## Your goal
The records below must be transcribed exactly.

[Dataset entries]

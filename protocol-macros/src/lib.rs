//! Procedural macros for the protocol API
//!
//! - `#[derive(GraphQLEntity)]` - table metadata, row decoding, filter,
//!   ordering, create/update and aggregate types
//! - `#[derive(GraphQLRelations)]` - relation resolvers and `_count`
//! - `#[derive(GraphQLOperations)]` - per-entity CRUD query/mutation objects

mod entity;
mod model;
mod operations;
mod relations;

use proc_macro::TokenStream;
use syn::{DeriveInput, parse_macro_input};

use model::EntityModel;

fn derive_with(input: TokenStream, expand: fn(&EntityModel) -> proc_macro2::TokenStream) -> TokenStream {
    let input = parse_macro_input!(input as DeriveInput);
    match EntityModel::parse(&input) {
        Ok(entity) => expand(&entity).into(),
        Err(err) => err.to_compile_error().into(),
    }
}

/// Entity metadata and input/output types.
///
/// ```ignore
/// #[derive(GraphQLEntity, SimpleObject, Clone, Debug)]
/// #[graphql_entity(table = "chain", plural = "Chains", default_sort = "id")]
/// pub struct Chain {
///     #[primary_key]
///     pub id: i32,
///     pub name: String,
///     #[unique]
///     pub chain_id: String,
/// }
/// ```
#[proc_macro_derive(
    GraphQLEntity,
    attributes(graphql_entity, primary_key, unique, foreign_key, column, relation)
)]
pub fn derive_graphql_entity(input: TokenStream) -> TokenStream {
    derive_with(input, entity::expand)
}

/// Relation resolvers from struct-level `#[relation(...)]` attributes.
/// The entity must also carry `#[graphql(complex)]`.
#[proc_macro_derive(
    GraphQLRelations,
    attributes(graphql_entity, primary_key, unique, foreign_key, column, relation)
)]
pub fn derive_graphql_relations(input: TokenStream) -> TokenStream {
    derive_with(input, relations::expand)
}

/// `{Entity}CrudQueries` / `{Entity}CrudMutations`.
#[proc_macro_derive(
    GraphQLOperations,
    attributes(graphql_entity, primary_key, unique, foreign_key, column, relation)
)]
pub fn derive_graphql_operations(input: TokenStream) -> TokenStream {
    derive_with(input, operations::expand)
}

## Answer below
filename protocol-macros/src/lib.rs
//! Procedural macros for the protocol API
//!
//! - `#[derive(GraphQLEntity)]` - table metadata, row decoding, filter,
//!   ordering, create/update and aggregate types
//! - `#[derive(GraphQLRelations)]` - relation resolvers and `_count`
//! - `#[derive(GraphQLOperations)]` - per-entity CRUD query/mutation objects

mod entity;
mod model;
mod operations;
mod relations;

use proc_macro::TokenStream;
use syn::{DeriveInput, parse_macro_input};

use model::EntityModel;

fn derive_with(input: TokenStream, expand: fn(&EntityModel) -> proc_macro2::TokenStream) -> TokenStream {
    let input = parse_macro_input!(input as DeriveInput);
    match EntityModel::parse(&input) {
        Ok(entity) => expand(&entity).into(),
        Err(err) => err.to_compile_error().into(),
    }
}

/// Entity metadata and input/output types.
///
/// ```ignore
/// #[derive(GraphQLEntity, SimpleObject, Clone, Debug)]
/// #[graphql_entity(table = "chain", plural = "Chains", default_sort = "id")]
/// pub struct Chain {
///     #[primary_key]
///     pub id: i32,
///     pub name: String,
///     #[unique]
///     pub chain_id: String,
/// }
/// ```
#[proc_macro_derive(
    GraphQLEntity,
    attributes(graphql_entity, primary_key, unique, foreign_key, column, relation)
)]
pub fn derive_graphql_entity(input: TokenStream) -> TokenStream {
    derive_with(input, entity::expand)
}

/// Relation resolvers from struct-level `#[relation(...)]` attributes.
/// The entity must also carry `#[graphql(complex)]`.
#[proc_macro_derive(
    GraphQLRelations,
    attributes(graphql_entity, primary_key, unique, foreign_key, column, relation)
)]
pub fn derive_graphql_relations(input: TokenStream) -> TokenStream {
    derive_with(input, relations::expand)
}

/// `{Entity}CrudQueries` / `{Entity}CrudMutations`.
#[proc_macro_derive(
    GraphQLOperations,
    attributes(graphql_entity, primary_key, unique, foreign_key, column, relation)
)]
pub fn derive_graphql_operations(input: TokenStream) -> TokenStream {
    derive_with(input, operations::expand)
}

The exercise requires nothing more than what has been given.